Kerja Polisi: Menanti Prestasi Selanjutnya…

Sejak Jenderal (Pol) Sutanto dilantik menjadi Kepala Kepolisian Negara Republik Indonesia, 8 Juli 2005, lembaga itu tercatat beberapa kali membuat prestasi besar. Prestasi ini misalnya, menembak mati tersangka teroris Dr Azahari, pada 9 November 2005 dan keputusan untuk memproses hukum jenderal bintang tiganya, Komisaris Jenderal Suyitno Landung.

Sekarang, masyarakat kembali berharap, Polri kembali mencetak prestasi besar, yaitu berhasil mengungkap kasus pembunuhan aktivis hak asasi manusia Munir yang terjadi 7 September 2004.

Pembunuhan Munir, memang tidak dapat dianggap sebagai kasus biasa. Jika melihat waktu dan tempat kejadian, yaitu saat dia dalam penerbangan Jakarta-Belanda serta racun arsen yang ada di tubuhnya, pembunuhan itu jelas dilakukan banyak orang dengan perencanaan matang.

Kasus ini makin istimewa jika melihat latar belakang Munir sebagai lokomotif perjuangan hak asasi manusia di Indonesia. Sehingga, pembunuhan terhadapnya, tidak ubahnya pengkhianatan terhadap pembaruan Indonesia, khususnya dalam bidang penegakan HAM.

Saking istimewanya kasus Munir, Presiden Yudhoyono sampai pernah menyebutkan, pengungkapannya merupakan ujian sejarah Indonesia. "Itu artinya, jika kasus Munir tidak terungkap, pemerintahan sekarang dapat dinilai masih sama dengan pemerintahan sebelumnya, khususnya di jaman Orde Baru," jelas mantan anggota Tim Pencari Fakta kasus Munir, Amiruddin Al Raham.
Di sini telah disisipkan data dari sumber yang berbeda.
//! Branch and session commands.

use super::{print_work, Output};
use anyhow::Result;
use console::style;
use serde_json::json;
use vex_core::Project;

pub fn switch(project: &Project, out: &Output, prefix: &str) -> Result<()> {
    let report = project.switch(prefix)?;
    out.emit(report.output.clone(), || {
        println!(
            "checked out {}",
            report.output["prefix"].as_str().unwrap_or(prefix)
        );
        print_work(&report);
    })
}

pub fn new(project: &Project, out: &Output, name: &str) -> Result<()> {
    let report = project.branch_new(name)?;
    out.emit(report.output.clone(), || {
        println!("created and opened branch {}", name);
        print_work(&report);
    })
}

pub fn open(project: &Project, out: &Output, name: &str) -> Result<()> {
    let report = project.branch_open(name)?;
    out.emit(report.output.clone(), || {
        println!("opened branch {}", name);
        print_work(&report);
    })
}

pub fn saveas(project: &Project, out: &Output, name: &str) -> Result<()> {
    let report = project.branch_saveas(name)?;
    out.emit(report.output.clone(), || {
        println!("saved as branch {}", name);
    })
}

pub fn swap(project: &Project, out: &Output, name: &str) -> Result<()> {
    let report = project.branch_swap(name)?;
    out.emit(report.output.clone(), || {
        println!("swapped names with branch {}", name);
    })
}

pub fn rename(project: &Project, out: &Output, name: &str) -> Result<()> {
    let report = project.branch_rename(name)?;
    out.emit(report.output.clone(), || {
        println!(
            "renamed branch {} to {}",
            report.output["from"].as_str().unwrap_or_default(),
            name
        );
    })
}

pub fn list(project: &Project, out: &Output) -> Result<()> {
    let branches = project.branches()?;
    let active = project.active_branch()?.uuid;

    let as_json = json!({
        "branches": branches
            .iter()
            .map(|b| {
                json!({
                    "name": b.name,
                    "uuid": b.uuid.to_string(),
                    "head": b.head.as_hex(),
                    "sealed": b.sealed,
                })
            })
            .collect::<Vec<_>>(),
    });

    out.emit(as_json, || {
        for branch in &branches {
            let marker = if branch.uuid == active { "*" } else { " " };
            let line = format!(
                "{} {}  {}{}",
                marker,
                branch.name,
                &branch.head.as_hex()[..12],
                if branch.sealed { "  (sealed)" } else { "" }
            );
            if branch.uuid == active {
                println!("{}", style(line).green());
            } else {
                println!("{}", line);
            }
        }
    })
}

pub fn sessions(project: &Project, out: &Output) -> Result<()> {
    let sessions = project.sessions()?;

    let as_json = json!({
        "sessions": sessions
            .iter()
            .map(|s| {
                json!({
                    "uuid": s.uuid.to_string(),
                    "head": s.head.as_hex(),
                    "prefix": s.prefix,
                    "prepared": s.prepared.map(|id| id.as_hex()),
                })
            })
            .collect::<Vec<_>>(),
    });

    out.emit(as_json, || {
        for session in &sessions {
            println!(
                "{}  {}  {}",
                session.uuid,
                &session.head.as_hex()[..12],
                session.prefix
            );
        }
    })
}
Masa Orde Baru, dicatat sebagai era gelap penegakan HAM. Hampir tidak ada penyelesaian yang tuntas atas sejumlah pelanggaran HAM yang terjadi di masa itu. Misalnya kasus pembunuhan Marsinah, buruh dari Sidoarjo, Jawa Timur atau wartawan Harian Bernas, Yogyakarta, Fuad M Syafruddin alias Udin. Sejumlah tersangka yang diperiksa dan kemudian diadili dalam kedua kasus itu, ternyata dibebaskan karena dianggap tidak terbukti.

Mendengar komitmen Presiden Yudhoyono di atas, sempat muncul harapan, kasus Munir tidak akan bernasib sama dengan kasus-kasus lain, terutama yang terjadi di jaman Orde Baru. Sebab ada keyakinan, pemerintah ini telah berbeda dengan pemerintah sebelumnya.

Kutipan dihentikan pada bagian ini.